‘I Was Slipping in People’s Blood’: Capitol Officer Describes Jan. 6 Horrors
June 10, 2022One of the first U.S. Capitol Police officers who was injured during the Jan. 6 insurrection gave brutal testimony of her experience Thursday night, describing her traumatic head injury—and the horrors she witnessed in the subsequent hours.
Officer Caroline Edwards told the House Jan. 6 Select Committee that she was injured as members of the violent right-wing Proud Boys gang began their assault on the Capitol, knocking her over with a bike rack that moments before had served as the initial police line.
“I felt the bike rack come on top of my head and I was pushed backwards, and my foot caught the stair behind me. And my chin hit the handrail. At that point I blacked out, but the back of my head clipped the concrete stairs behind me,” she testified.
The committee showed the video of that attack, shot by documentary filmmaker Nick Quested.
Edwards lost consciousness, but when she came to she returned to her work, helping other officers who’d been attacked wash pepper spray out of their eyes.

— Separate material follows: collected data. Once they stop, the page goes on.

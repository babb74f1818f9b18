//! # Money Module
//!
//! Provides the `Money` type for unit prices and cart subtotals.
//!
//! ## Integer Cents, Decimal Wire Format
//! ```text
//! ┌─────────────────────────────────────────────────────────────────────────┐
//! │  Stock service / local storage        In memory                         │
//! │  ─────────────────────────────        ─────────                         │
//! │                                                                         │
//! │  "price": 179.9   ── deserialize ──►  Money(17990)                      │
//! │                                         │                               │
//! │                                         │ × amount, Σ line totals      │
//! │                                         ▼                               │
//! │  "price": 179.9   ◄── serialize ────  Money(17990)                      │
//! │                                                                         │
//! │  Arithmetic never touches f64. The float only exists at the JSON edge, │
//! │  rounded to the nearest cent on the way in.                            │
//! │                                                                         │
//! │  Sums and products saturate at the i64 bounds.                         │
//! └─────────────────────────────────────────────────────────────────────────┘
//! ```
//!
//! ## Usage
//! ```rust
//! use shoecart_core::money::Money;
//!
//! let price = Money::from_cents(17990);
//! assert_eq!(price.multiply_quantity(2).cents(), 35980);
//! assert_eq!(price.to_string(), "179.90");
//! ```

use serde::{de, Deserialize, Deserializer, Serialize, Serializer};
use std::fmt;
use std::iter::Sum;
use std::ops::{Add, AddAssign, Mul, Sub};
use ts_rs::TS;

// =============================================================================
// Money Type
// =============================================================================

/// A monetary value in the smallest currency unit (centavos / cents).
///
/// Serialized as a decimal number of major units so the persisted cart keeps
/// the same shape the web storefront writes (`"price": 139.9`).
#[derive(Debug, Clone, Copy, PartialEq, Eq, PartialOrd, Ord, Hash, TS)]
#[ts(export)]
pub struct Money(#[ts(type = "number")] i64);

impl Money {
    /// Creates a Money value from cents.
    ///
    /// ## Example
    /// ```rust
    /// use shoecart_core::money::Money;
    ///
    /// let price = Money::from_cents(1099);
    /// assert_eq!(price.cents(), 1099);
    /// ```
    #[inline]
    pub const fn from_cents(cents: i64) -> Self {
        Money(cents)
    }

    /// Converts a decimal amount of major units, rounding to the nearest cent.
    ///
    /// Returns `None` for NaN, infinities, and values outside the `i64` cent
    /// range. Only the serde layer should need this.
    ///
    /// ## Example
    /// ```rust
    /// use shoecart_core::money::Money;
    ///
    /// assert_eq!(Money::from_decimal(139.9), Some(Money::from_cents(13990)));
    /// assert_eq!(Money::from_decimal(f64::NAN), None);
    /// ```
    pub fn from_decimal(value: f64) -> Option<Self> {
        if !value.is_finite() {
            return None;
        }

        let cents = (value * 100.0).round();
        if cents < i64::MIN as f64 || cents > i64::MAX as f64 {
            return None;
        }

        Some(Money(cents as i64))
    }

    /// Returns the value as a decimal number of major units.
    #[inline]
    pub fn to_decimal(&self) -> f64 {
        self.0 as f64 / 100.0
    }

    /// Returns the value in cents.
    #[inline]
    pub const fn cents(&self) -> i64 {
        self.0
    }

    /// Returns the major unit portion (reais / dollars).
    #[inline]
    pub const fn major(&self) -> i64 {
        self.0 / 100
    }

    /// Returns the minor unit portion (always 0-99).
    #[inline]
    pub const fn minor(&self) -> i64 {
        (self.0 % 100).abs()
    }

    /// Returns zero money value.
    #[inline]
    pub const fn zero() -> Self {
        Money(0)
    }

    /// Checks if the value is zero.
    #[inline]
    pub const fn is_zero(&self) -> bool {
        self.0 == 0
    }

    /// Checks if the value is negative (less than zero).
    #[inline]
    pub const fn is_negative(&self) -> bool {
        self.0 < 0
    }

    /// Multiplies a unit price by a line quantity, saturating on overflow.
    ///
    /// ## Example
    /// ```rust
    /// use shoecart_core::money::Money;
    ///
    /// let unit_price = Money::from_cents(299);
    /// assert_eq!(unit_price.multiply_quantity(3).cents(), 897);
    /// ```
    #[inline]
    pub const fn multiply_quantity(&self, qty: u32) -> Self {
        Money(self.0.saturating_mul(qty as i64))
    }
}

// =============================================================================
// Serde
// =============================================================================

impl Serialize for Money {
    fn serialize<S: Serializer>(&self, serializer: S) -> Result<S::Ok, S::Error> {
        serializer.serialize_f64(self.to_decimal())
    }
}

impl<'de> Deserialize<'de> for Money {
    fn deserialize<D: Deserializer<'de>>(deserializer: D) -> Result<Self, D::Error> {
        let value = f64::deserialize(deserializer)?;
        Money::from_decimal(value)
            .ok_or_else(|| de::Error::custom(format!("price {value} is not a valid amount")))
    }
}

// =============================================================================
// Trait Implementations
// =============================================================================

/// Plain decimal rendering. Currency symbols and separators are a display
/// concern of the app layer.
impl fmt::Display for Money {
    fn fmt(&self, f: &mut fmt::Formatter<'_>) -> fmt::Result {
        let sign = if self.0 < 0 { "-" } else { "" };
        write!(f, "{}{}.{:02}", sign, self.major().abs(), self.minor())
    }
}

impl Default for Money {
    fn default() -> Self {
        Money::zero()
    }
}

impl Add for Money {
    type Output = Self;

    #[inline]
    fn add(self, other: Self) -> Self {
        Money(self.0.saturating_add(other.0))
    }
}

impl AddAssign for Money {
    #[inline]
    fn add_assign(&mut self, other: Self) {
        self.0 = self.0.saturating_add(other.0);
    }
}

impl Sub for Money {
    type Output = Self;

    #[inline]
    fn sub(self, other: Self) -> Self {
        Money(self.0.saturating_sub(other.0))
    }
}

impl Mul<u32> for Money {
    type Output = Self;

    #[inline]
    fn mul(self, qty: u32) -> Self {
        self.multiply_quantity(qty)
    }
}

impl Sum for Money {
    fn sum<I: Iterator<Item = Money>>(iter: I) -> Self {
        iter.fold(Money::zero(), Add::add)
    }
}

// =============================================================================
// Unit Tests
// =============================================================================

Later, she was injured again.
Edwards testified that she fought to help hold the line nearer to the Capitol building, and watched as Officer Brian Sicknick stumbled back holding his face after being sprayed with something by a rioter.
“He turned just about as pale as this sheet of paper,” she said, holding up a folded white document.
Edwards went to help Sicknick—who died of a stroke on the day after the riot—and was then sprayed with a substance herself. As another officer tried to help them retreat, they were teargassed.
But when asked what moment stood out the most to her that day, Edwards didn’t mention one of the assaults she withstood. She said it was the shock she experienced when she first was able to see the “war zone” that the Capitol had become.
“I can just remember my breath catching in my throat, because what I saw was just a war scene. It was something like I'd seen out of the movies. I couldn't believe my eyes,” she said, speaking slowly and emotionally.
“There were officers on the ground. They were bleeding. They were throwing up. I saw friends with blood all over their faces. I was slipping in people's blood. I was catching people as they fell. It was carnage. It was chaos,” she continued. “I never in my wildest dreams did I think that as a police officer, as a law enforcement officer, I would find myself in the middle of a battle.”
Edwards pointed out that police officers aren’t trained for this level of sustained violence.
“I'm not combat trained. And that day, it was just hours of hand-to-hand combat, hours of dealing with things that were way beyond [what] any law enforcement officer has ever trained for,” she said.
More than 140 officers were injured during the Jan. 6 insurrection.